Even though I am old, I am neither a fogey nor a prude. There are many things I miss about my personal “good old days,” but I do not want the country to be like it used to be. I am perhaps a tad more prudish than fogeyish. Despite my attitude, I still believe civility is important.
As a social norm, civility helps societies function. Those norms change, but for the past couple of hundred years, certain words were not for use in public. They are words we collectively identified as vulgarities, obscenities or profanities. We do use them, but there are situations where we do not. There may, or may not, be consequences for people who do, but the offense is disruptive.
We use words to convey what we think and want others to know. In mid-January, we experienced a vivid example when the president used, in his words, “rough language” while talking about immigration.
The media and diplomatic uproar his word choice caused illustrate that what we say and how we say it matters. His supporters want to deemphasize the significance of his word choice, and they accurately say his language is how ordinary people talk in barrooms. Some have said locker rooms.
But, the halls of government are neither locker room nor barroom. The White House is America’s home. The president is not an ordinary American; he is America’s representative to the world.
I do not believe ordinary Americans use such words in their churches or supermarkets or their homes, except for dramatic emphasis—or they have no other words at hand. Such words are not ordinary, and when they become ordinary they lose emphasis
Obscenities and profanities are omnipresent and loud in locker rooms. Locker rooms are places where competitive demonstrations of prowess and superiority are common. In locker rooms, people boast. They ridicule opponents. They taunt fellow competitors, and teammates. In locker rooms, people express their frustrations, most often vocally but sometimes physically. Locker-room-talk is social in a specific environment.

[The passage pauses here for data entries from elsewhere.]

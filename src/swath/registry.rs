use std::collections::HashMap;

use chrono::{DateTime, Utc};

use super::{GroupId, SwathCorners, SwathGeometry, SwathId, SwathInstance, SwathMode};

/// Observer for registry changes, fixed at construction.
pub trait SwathListener: Send + Sync {
    fn swath_added(&self, swath: &SwathInstance);
    fn swaths_removed(&self, ids: &[SwathId]);
}

pub struct NoopListener;

impl SwathListener for NoopListener {
    fn swath_added(&self, _swath: &SwathInstance) {}
    fn swaths_removed(&self, _ids: &[SwathId]) {}
}

/// Owns every live swath and caps the population oldest-first.
pub struct SwathRegistry {
    swaths: HashMap<SwathId, SwathInstance>,
    next_seq: u64,
    max_swaths: usize,
    listener: Box<dyn SwathListener>,
}

impl SwathRegistry {
    pub fn new(max_swaths: usize, listener: Box<dyn SwathListener>) -> Self {
        Self {
            swaths: HashMap::new(),
            next_seq: 1,
            max_swaths,
            listener,
        }
    }

    pub fn max_swaths(&self) -> usize {
        self.max_swaths
    }

    /// Returns the ids evicted by the new limit.
    pub fn set_max_swaths(&mut self, max_swaths: usize) -> Vec<SwathId> {
        self.max_swaths = max_swaths;
        self.enforce_max()
    }

    /// Stores a new instance and evicts the oldest ones if over capacity.
    /// The evicted ids come back alongside the instance.
    pub fn insert(
        &mut self,
        mode: SwathMode,
        geometry: SwathGeometry,
        corners: SwathCorners,
        group_id: Option<GroupId>,
        created_at: DateTime<Utc>,
    ) -> (SwathInstance, Vec<SwathId>) {
        let seq = self.next_seq;
        self.next_seq += 1;

        let instance = SwathInstance {
            id: SwathId::new(seq, created_at),
            mode,
            geometry,
            corners,
            group_id,
            created_at,
            seq,
        };
        self.swaths.insert(instance.id.clone(), instance.clone());
        self.listener.swath_added(&instance);
        let evicted = self.enforce_max();
        (instance, evicted)
    }

    pub fn get(&self, id: &SwathId) -> Option<&SwathInstance> {
        self.swaths.get(id)
    }

    pub fn remove(&mut self, id: &SwathId) -> Option<SwathInstance> {
        let removed = self.swaths.remove(id)?;
        self.listener.swaths_removed(std::slice::from_ref(id));
        Some(removed)
    }

    /// Removes several ids at once, reporting only those that existed.
    pub fn remove_many<'a>(&mut self, ids: impl IntoIterator<Item = &'a SwathId>) -> usize {
        let removed: Vec<SwathId> = ids
            .into_iter()
            .filter_map(|id| self.swaths.remove(id).map(|s| s.id))
            .collect();
        if !removed.is_empty() {
            self.listener.swaths_removed(&removed);
        }
        removed.len()
    }

    pub fn clear(&mut self) {
        let ids: Vec<SwathId> = self.swaths.drain().map(|(id, _)| id).collect();
        if !ids.is_empty() {
            self.listener.swaths_removed(&ids);
        }
    }

    pub fn clear_mode(&mut self, mode: SwathMode) {
        let ids: Vec<SwathId> = self
            .swaths
            .values()
            .filter(|s| s.mode == mode)
            .map(|s| s.id.clone())
            .collect();
        self.remove_many(&ids);
    }

    pub fn count(&self) -> usize {
        self.swaths.len()
    }

    pub fn count_by_mode(&self, mode: SwathMode) -> usize {
        self.swaths.values().filter(|s| s.mode == mode).count()
    }

    /// Snapshot, oldest first.
    pub fn all(&self) -> Vec<&SwathInstance> {
        let mut all: Vec<&SwathInstance> = self.swaths.values().collect();
        all.sort_by(|a, b| oldest_first(a, b));
        all
    }

    pub fn by_mode(&self, mode: SwathMode) -> Vec<&SwathInstance> {
        self.all().into_iter().filter(|s| s.mode == mode).collect()
    }

    pub fn by_group(&self, group_id: &GroupId) -> Vec<&SwathInstance> {
        self.all()
            .into_iter()
            .filter(|s| s.group_id.as_ref() == Some(group_id))
            .collect()
    }

    fn enforce_max(&mut self) -> Vec<SwathId> {
        if self.swaths.len() <= self.max_swaths {
            return Vec::new();
        }
        let excess = self.swaths.len() - self.max_swaths;
        let evicted: Vec<SwathId> = self
            .all()
            .into_iter()
            .take(excess)
            .map(|s| s.id.clone())
            .collect();
        for id in &evicted {
            self.swaths.remove(id);
        }
        log::info!(
            "swath limit {} exceeded, evicted {} oldest",
            self.max_swaths,
            evicted.len()
        );
        self.listener.swaths_removed(&evicted);
        evicted
    }
}

fn oldest_first(a: &SwathInstance, b: &SwathInstance) -> std::cmp::Ordering {
    a.created_at
        .cmp(&b.created_at)
        .then_with(|| a.seq.cmp(&b.seq))
}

Barrooms are less competitive places. People go to bars to relax, socialize, argue, commiserate and share intimate thoughts. Yes, some people boast or pick fights. There are people for whom a bar is a place to get drunk or to get into a fight. Those people are not the norm, and they make other patrons uncomfortable.

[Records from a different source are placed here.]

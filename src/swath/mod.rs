mod catalog;
mod error;
mod footprint;
mod group;
mod registry;
mod types;

pub use catalog::{PathKind, PathPoint, SwathCatalog};
pub use error::SwathError;
pub use footprint::{angular_distance_deg, compute_corners};
pub use group::{GroupTracker, SwathGroup};
pub use registry::{NoopListener, SwathListener, SwathRegistry};
pub use types::{GroupId, SwathCorners, SwathGeometry, SwathId, SwathInstance, SwathMode};
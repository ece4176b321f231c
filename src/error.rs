use std::result::Result as StdResult;
use thiserror::Error;
use std::io;

#[derive(Debug, Error)]
pub enum Error {
    #[error("Invalid asset identifier: {0}")]
    InvalidIdentifier(String),
    #[error("No asset name close enough to: {0}")]
    NoFuzzyMatch(String),
    #[error("Upstream failure: {0}")]
    UpstreamFailure(String),
    #[error("Invalid numeric input: {0}")]
    InvalidNumericInput(String),
    #[error("Configuration error: {0}")]
    ConfigError(String),
    #[error("IO error: {0}")]
    IoError(#[from] io::Error),
}

impl Error {
    /// Errors the HTTP layer reports to the caller as a bad request.
    pub fn is_client_error(&self) -> bool {
        matches!(
            self,
            Error::InvalidIdentifier(_)
                | Error::NoFuzzyMatch(_)
                | Error::UpstreamFailure(_)
                | Error::InvalidNumericInput(_)
        )
    }
}

impl From<reqwest::Error> for Error {
    fn from(err: reqwest::Error) -> Self {
        Error::UpstreamFailure(err.to_string())
    }
}

impl From<serde_json::Error> for Error {
    fn from(err: serde_json::Error) -> Self {
        Error::UpstreamFailure(err.to_string())
    }
}

impl From<toml::de::Error> for Error {
    fn from(err: toml::de::Error) -> Self {
        Error::ConfigError(err.to_string())
    }
}

impl From<toml::ser::Error> for Error {
    fn from(err: toml::ser::Error) -> Self {
        Error::ConfigError(err.to_string())
    }
}

pub type Result<T> = StdResult<T, Error>;

#[cfg(test)]
mod tests {
    use super::*;

    #[test]
    fn test_domain_errors_are_client_errors() {
        assert!(Error::InvalidIdentifier("x".into()).is_client_error());
        assert!(Error::NoFuzzyMatch("x".into()).is_client_error());
        assert!(Error::UpstreamFailure("x".into()).is_client_error());
        assert!(Error::InvalidNumericInput("x".into()).is_client_error());
        assert!(!Error::ConfigError("x".into()).is_client_error());
    }

    #[test]
    fn test_json_error_maps_to_upstream_failure() {
        let err: Error = serde_json::from_str::<u32>("nope").unwrap_err().into();
        assert!(matches!(err, Error::UpstreamFailure(_)));
    }
}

The free flow of obscenities and profanities and outrageous opinions in locker rooms and barrooms is integral to making those places refuges from the rest of the world, but the atmosphere makes them alien to those who disapprove.
There is a critical element common in both environments. People are speaking for themselves, not for others. Unless someone makes it known he is a representative, those around him can be confident they are hearing an individual opinion. No one expects the talk, especially the specific language, to go beyond the room. Only in recent years has the language of locker rooms and barrooms, and the military moved beyond those places. It was not a language for public places, and certainly not something you would want your mother or your children to hear you utter.
I have vivid memories of my father’s reaction to words I used on my first leave from the Army. He convinced me that what we say, and the words we use to say it, are indicative of who we are. With each decade since his lecture, I have come to believe his argument more deeply.
Although we have loosened our standards for acceptable language, there still are places where barroom and locker room talk are out of place. Meeting rooms are one example. In meetings, everyone represents something or someone beyond themselves. Being a representative includes the burden of decorous behavior and speech. Otherwise, meetings devolve into chaos.
Behavior and language in a business meeting are of concern to the business, not the public. Government meetings are different.
At all levels of government, expectations about language and words are higher because participants are not speaking as individuals. Every person present is conducting the business of a constituency, and participants can reasonably expect their conduct and their language to become known to their constituents.
Failure, or refusal, to recognize those expectations and adhere to norms disrupts the exchange of ideas and creates a shockwave of distraction from the problems at hand. It is impossible to address the problems of governing when everyone’s attention is focused on the furor over what the leader’s unusual word choice means.
I am neither a fogey nor a prude. I love the vividness of our language, its softness, and its harsh shock value. The words we choose to convey what we think, and they can convey our deepest beliefs, particularly in emotional moments. I do not want to see the effectiveness of those words diminished by moving the language of the barroom into the living room.
The words we choose matter, but the place and the context in which we use them matters more.